The Cordavis unit of CVS Health – lord knows how CVS came up with the name—works with drug manufacturers to create the biosimilars CVS sells. Biosimilars are the generic version of biologicals, prescription drugs made from living cells. The biosimilar market is booming as more blockbuster biologicals, such as Humira, lose their patents.
Beginning shortly, Humira will no longer be available on CVS formularies. CVS will offer its biosimilar. Similarly, Cigna, which has its own PBM, Express Scripts, will take Humira off its formulary and instead offer its private label biosimilar. For now, the cost will be low for patients, 85 percent lower than Humira’s list price, with no out-of-pocket costs to patients.

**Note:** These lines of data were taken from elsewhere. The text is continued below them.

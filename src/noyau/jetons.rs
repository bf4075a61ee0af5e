// src/noyau/jetons.rs
//
// Modèle de saisie : glyphes réservés, gabarits à cases, unités d’affichage, jetons.
//
// Glyphes :
// - □ : case générique (argument, numérateur, dénominateur, base)
// - ⁿ : case d’exposant dans ×10ⁿ
// - "⁻¹" : deux scalaires Unicode, mais UNE seule unité d’affichage (curseur, effacement)

use super::erreur::{ErreurCalc, ResultatCalc};
use super::trig::TrigFn;

pub const CASE: char = '□';
pub const CASE_EXPOSANT: char = 'ⁿ';
pub const BARRE: char = '/';
pub const ANS: &str = "ans";

/// Marqueurs préfixes : un signe '-' juste après eux appartient à l’opérande.
const PREFIXES: [&str; 5] = ["√", "log", "ln", "×10^", "("];
const OPERATEURS: [char; 7] = ['+', '-', '×', '÷', '*', '/', '−'];

/* ------------------------ Unités d’affichage ------------------------ */

/// Découpe le texte en unités d’affichage (un caractère, sauf "⁻¹" qui est atomique).
pub fn unites(texte: &str) -> Vec<&str> {
    let mut out = Vec::with_capacity(texte.len());
    let mut it = texte.char_indices().peekable();

    while let Some((i, c)) = it.next() {
        let mut fin = i + c.len_utf8();
        if c == '⁻' {
            if let Some(&(j, '¹')) = it.peek() {
                fin = j + '¹'.len_utf8();
                it.next();
            }
        }
        out.push(&texte[i..fin]);
    }

    out
}

pub fn nb_unites(texte: &str) -> usize {
    unites(texte).len()
}

/// Octet -> indice d’unité (l’octet doit tomber sur une frontière de caractère).
pub fn index_unite(texte: &str, octet: usize) -> usize {
    nb_unites(&texte[..octet.min(texte.len())])
}

/* ------------------------ Opérandes littéraux ------------------------ */

fn est_chiffre_ou_case(c: char) -> bool {
    c.is_ascii_digit() || c == '.' || c == CASE
}

/// Vrai si un '-' placé juste après `avant` est un signe (et non une soustraction).
pub fn est_position_de_signe(avant: &str) -> bool {
    avant.is_empty()
        || avant.ends_with(OPERATEURS)
        || PREFIXES.iter().any(|p| avant.ends_with(p))
}

/// Début (octet) de l’opérande littéral qui termine `avant` :
/// plus longue suite de chiffres / '.' / □ / "ans", plus un signe '-' en tête s’il est en position de signe.
/// Retourne `avant.len()` si aucun opérande.
pub fn debut_operande(avant: &str) -> usize {
    let mut debut = avant.len();

    loop {
        let reste = &avant[..debut];
        if reste.ends_with(ANS) {
            debut -= ANS.len();
            continue;
        }
        match reste.chars().next_back() {
            Some(c) if est_chiffre_ou_case(c) => debut -= c.len_utf8(),
            _ => break,
        }
    }

    if debut < avant.len() && avant[..debut].ends_with('-') {
        let sans_signe = debut - 1;
        if est_position_de_signe(&avant[..sans_signe]) {
            debut = sans_signe;
        }
    }

    debut
}

/// Longueur (octets) de l’opérande littéral qui commence `apres` (signe de tête compris).
pub fn fin_operande(apres: &str) -> usize {
    let mut fin = 0;
    if apres.starts_with('-') {
        fin = 1;
    }

    loop {
        let reste = &apres[fin..];
        if reste.starts_with(ANS) {
            fin += ANS.len();
            continue;
        }
        match reste.chars().next() {
            Some(c) if est_chiffre_ou_case(c) => fin += c.len_utf8(),
            _ => break,
        }
    }

    // un signe seul n’est pas un opérande
    if fin == 1 && apres.starts_with('-') {
        0
    } else {
        fin
    }
}

/// Vrai si `apres` commence par quelque chose qui peut servir d’opérande.
pub fn commence_operande(apres: &str) -> bool {
    match apres.chars().next() {
        Some(c) if est_chiffre_ou_case(c) || matches!(c, '-' | '(' | '√') => true,
        Some(_) => ["ans", "log", "ln", "sin", "cos", "tan"]
            .iter()
            .any(|m| apres.starts_with(m)),
        None => false,
    }
}

/// Vrai si `avant` se termine par un opérande complet (littéral, groupe fermé, postfixe).
pub fn finit_operande(avant: &str) -> bool {
    if avant.ends_with(ANS) {
        return true;
    }
    match avant.chars().next_back() {
        Some(c) => est_chiffre_ou_case(c) || matches!(c, ')' | '²' | '³' | '!' | '%'),
        None => false,
    }
}

/// Vrai si `avant` finit par un littéral (chiffre, '.', □, ans) qui se collerait au texte suivant.
pub fn finit_litteral(avant: &str) -> bool {
    avant.ends_with(ANS) || avant.chars().next_back().is_some_and(est_chiffre_ou_case)
}

/// Vrai si `apres` commence par un littéral qui se collerait au texte précédent.
pub fn commence_litteral(apres: &str) -> bool {
    apres.starts_with(ANS) || apres.chars().next().is_some_and(est_chiffre_ou_case)
}

/* ------------------------ Gabarits à cases ------------------------ */

/// Gabarits insérés par les touches de fonction, avec leur(s) case(s) vide(s).
#[derive(Clone, Copy, Debug, PartialEq, Eq)]
pub enum Gabarit {
    Fraction,
    Racine,
    Carre,
    Log,
    Exp10,
    Trig(TrigFn),
    Ln,
    Cube,
    Factorielle,
}

impl Gabarit {
    pub const TOUS: [Gabarit; 14] = [
        Gabarit::Fraction,
        Gabarit::Racine,
        Gabarit::Carre,
        Gabarit::Log,
        Gabarit::Exp10,
        Gabarit::Trig(TrigFn::Sin),
        Gabarit::Trig(TrigFn::Cos),
        Gabarit::Trig(TrigFn::Tan),
        Gabarit::Trig(TrigFn::ArcSin),
        Gabarit::Trig(TrigFn::ArcCos),
        Gabarit::Trig(TrigFn::ArcTan),
        Gabarit::Ln,
        Gabarit::Cube,
        Gabarit::Factorielle,
    ];

    /// Forme vide, telle qu’insérée dans le tampon.
    pub fn vide(self) -> &'static str {
        match self {
            Gabarit::Fraction => "□/□",
            Gabarit::Racine => "√□",
            Gabarit::Carre => "□²",
            Gabarit::Log => "log□",
            Gabarit::Exp10 => "×10ⁿ",
            Gabarit::Trig(f) => f.squelette(),
            Gabarit::Ln => "ln□",
            Gabarit::Cube => "□³",
            Gabarit::Factorielle => "□!",
        }
    }

    /// (préfixe, suffixe) autour de la valeur une fois la case remplie.
    /// NOTE: la fraction a deux cases, elle est traitée à part (cases.rs).
    pub fn cadre(self) -> (&'static str, &'static str) {
        match self {
            Gabarit::Fraction => ("", ""),
            Gabarit::Racine => ("√", ""),
            Gabarit::Carre => ("", "²"),
            Gabarit::Log => ("log", ""),
            Gabarit::Exp10 => ("×10^", ""),
            Gabarit::Trig(f) => (f.ouverture(), ")"),
            Gabarit::Ln => ("ln", ""),
            Gabarit::Cube => ("", "³"),
            Gabarit::Factorielle => ("", "!"),
        }
    }

    /// Reconnaît un gabarit REMPLI qui se termine exactement à la fin de `avant`.
    /// Retour: (octet de début, gabarit) — ex: "2+sin(30)" -> (2, Trig(Sin)).
    pub fn rempli_avant(avant: &str) -> Option<(usize, Gabarit)> {
        // appel : nom( argument )
        if let Some(corps) = avant.strip_suffix(')') {
            let ouvrant = parenthese_ouvrante(corps)?;
            if ouvrant + 1 == corps.len() {
                return None; // argument vide : pas rempli
            }
            let tete = &corps[..ouvrant];
            return TrigFn::TOUTES
                .iter()
                .find(|f| tete.ends_with(f.nom()))
                .map(|f| (ouvrant - f.nom().len(), Gabarit::Trig(*f)));
        }

        // postfixes : x² x³ x!
        for g in [Gabarit::Carre, Gabarit::Cube, Gabarit::Factorielle] {
            if let Some(corps) = avant.strip_suffix(g.cadre().1) {
                let d = debut_operande(corps);
                if d < corps.len() {
                    return Some((d, g));
                }
                return None;
            }
        }

        // préfixes : √x logx lnx ×10^x
        let d = debut_operande(avant);
        if d == avant.len() {
            return None;
        }
        let tete = &avant[..d];
        [Gabarit::Racine, Gabarit::Log, Gabarit::Exp10, Gabarit::Ln]
            .into_iter()
            .find(|g| tete.ends_with(g.cadre().0))
            .map(|g| (d - g.cadre().0.len(), g))
    }
}

/// Octet de la '(' qui ouvre le groupe fermé à la fin de `corps` (la ')' déjà retirée).
fn parenthese_ouvrante(corps: &str) -> Option<usize> {
    let mut profondeur = 0usize;
    for (i, c) in corps.char_indices().rev() {
        match c {
            ')' => profondeur += 1,
            '(' if profondeur == 0 => return Some(i),
            '(' => profondeur -= 1,
            _ => {}
        }
    }
    None
}

/* ------------------------ Jetons ------------------------ */

#[derive(Clone, Copy, Debug, PartialEq)]
pub enum Tok {
    Num(f64),
    Ans,
    Case, // □ ou ⁿ : jamais évaluable

    // préfixes
    Racine,
    Log,
    Ln,
    Exp10, // ×10^

    // appel (la parenthèse ouvrante fait partie du jeton)
    Trig(TrigFn),

    // postfixes
    Carre,
    Cube,
    Factorielle,
    Pourcent,

    Plus,
    Moins,
    Fois,
    Divise, // ÷
    Barre,  // / (fraction)

    LPar,
    RPar,
}

fn commence_par(chars: &[char], i: usize, motif: &str) -> bool {
    let mut j = i;
    for m in motif.chars() {
        if j >= chars.len() || chars[j] != m {
            return false;
        }
        j += 1;
    }
    true
}

/// Tokenize le texte du tampon.
/// Supporte:
/// - littéraux décimaux (ex: 12, 0.5, .5)
/// - ans, □, ⁿ
/// - √, log, ln, ×10^ (ou ×10ⁿ vide)
/// - sin( cos( tan( sin⁻¹( cos⁻¹( tan⁻¹(
/// - ² ³ ! %
/// - opérateurs + - − × * ÷ /
/// - parenthèses ( )
pub fn tokenize(s: &str) -> ResultatCalc<Vec<Tok>> {
    let mut out = Vec::new();
    let chars: Vec<char> = s.chars().collect();
    let mut i: usize = 0;

    while i < chars.len() {
        let c = chars[i];

        if c.is_whitespace() {
            i += 1;
            continue;
        }

        // Nombre : suite de chiffres et de points
        if c.is_ascii_digit() || c == '.' {
            let start = i;
            while i < chars.len() && (chars[i].is_ascii_digit() || chars[i] == '.') {
                i += 1;
            }
            let txt: String = chars[start..i].iter().collect();
            let x: f64 = txt.parse().map_err(|_| ErreurCalc::ExpressionInvalide)?;
            out.push(Tok::Num(x));
            continue;
        }

        // ×10^ avant × (sinon "3×10^2" serait lu 3 × 10 ^ 2)
        if commence_par(&chars, i, "×10^") {
            out.push(Tok::Exp10);
            i += 4;
            continue;
        }
        if commence_par(&chars, i, "×10ⁿ") {
            out.push(Tok::Exp10);
            i += 3; // ⁿ -> Case au tour suivant
            continue;
        }

        // Appels trig (réciproques d’abord : "sin⁻¹(" commence aussi par "sin")
        if let Some(f) = TrigFn::TOUTES
            .iter()
            .find(|f| commence_par(&chars, i, f.ouverture()))
        {
            out.push(Tok::Trig(*f));
            i += f.ouverture().chars().count();
            continue;
        }

        // Mots
        let mot = [(ANS, Tok::Ans), ("log", Tok::Log), ("ln", Tok::Ln)]
            .into_iter()
            .find(|(m, _)| commence_par(&chars, i, m));
        if let Some((m, tok)) = mot {
            out.push(tok);
            i += m.len();
            continue;
        }

        let tok = match c {
            CASE | CASE_EXPOSANT => Tok::Case,
            '√' => Tok::Racine,
            '²' => Tok::Carre,
            '³' => Tok::Cube,
            '!' => Tok::Factorielle,
            '%' => Tok::Pourcent,
            '+' => Tok::Plus,
            '-' | '−' => Tok::Moins,
            '×' | '*' => Tok::Fois,
            '÷' => Tok::Divise,
            BARRE => Tok::Barre,
            '(' => Tok::LPar,
            ')' => Tok::RPar,
            _ => return Err(ErreurCalc::ExpressionInvalide),
        };
        out.push(tok);
        i += 1;
    }

    Ok(out)
}

/// Rendu texte des jetons (traces + tests) : multiplication explicite en '*'.
pub fn texte_jetons(tokens: &[Tok]) -> String {
    let mut out = String::new();
    for t in tokens {
        match t {
            Tok::Num(x) => out.push_str(&format!("{x}")),
            Tok::Ans => out.push_str(ANS),
            Tok::Case => out.push(CASE),
            Tok::Racine => out.push('√'),
            Tok::Log => out.push_str("log"),
            Tok::Ln => out.push_str("ln"),
            Tok::Exp10 => out.push_str("×10^"),
            Tok::Trig(f) => out.push_str(f.ouverture()),
            Tok::Carre => out.push('²'),
            Tok::Cube => out.push('³'),
            Tok::Factorielle => out.push('!'),
            Tok::Pourcent => out.push('%'),
            Tok::Plus => out.push('+'),
            Tok::Moins => out.push('-'),
            Tok::Fois => out.push('*'),
            Tok::Divise | Tok::Barre => out.push('/'),
            Tok::LPar => out.push('('),
            Tok::RPar => out.push(')'),
        }
    }
    out
}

CVS projects that the biosimilar market will grow exponentially in the next five years to $100 million. It was not even $10 million just two years ago. CVS will steer its customers away from brand-name biologicals to its biosimilars and profit big time in the process. Over time, will patients save money and how much? That’s largely up to CVS, an untenable truth.
The bigger question is how will patients fare as biologicals are replaced by biosimilars? It’s not at all clear; at least for now, it is out of government hands. PBMs, such as CVS Caremark, can and will use their power to determine which drugs people use and at what cost in order to maximize their profits. Before long, some say it’s likely that there will be no prescription drug price competition, only strategies among the PBMs and insurers to maximize profits.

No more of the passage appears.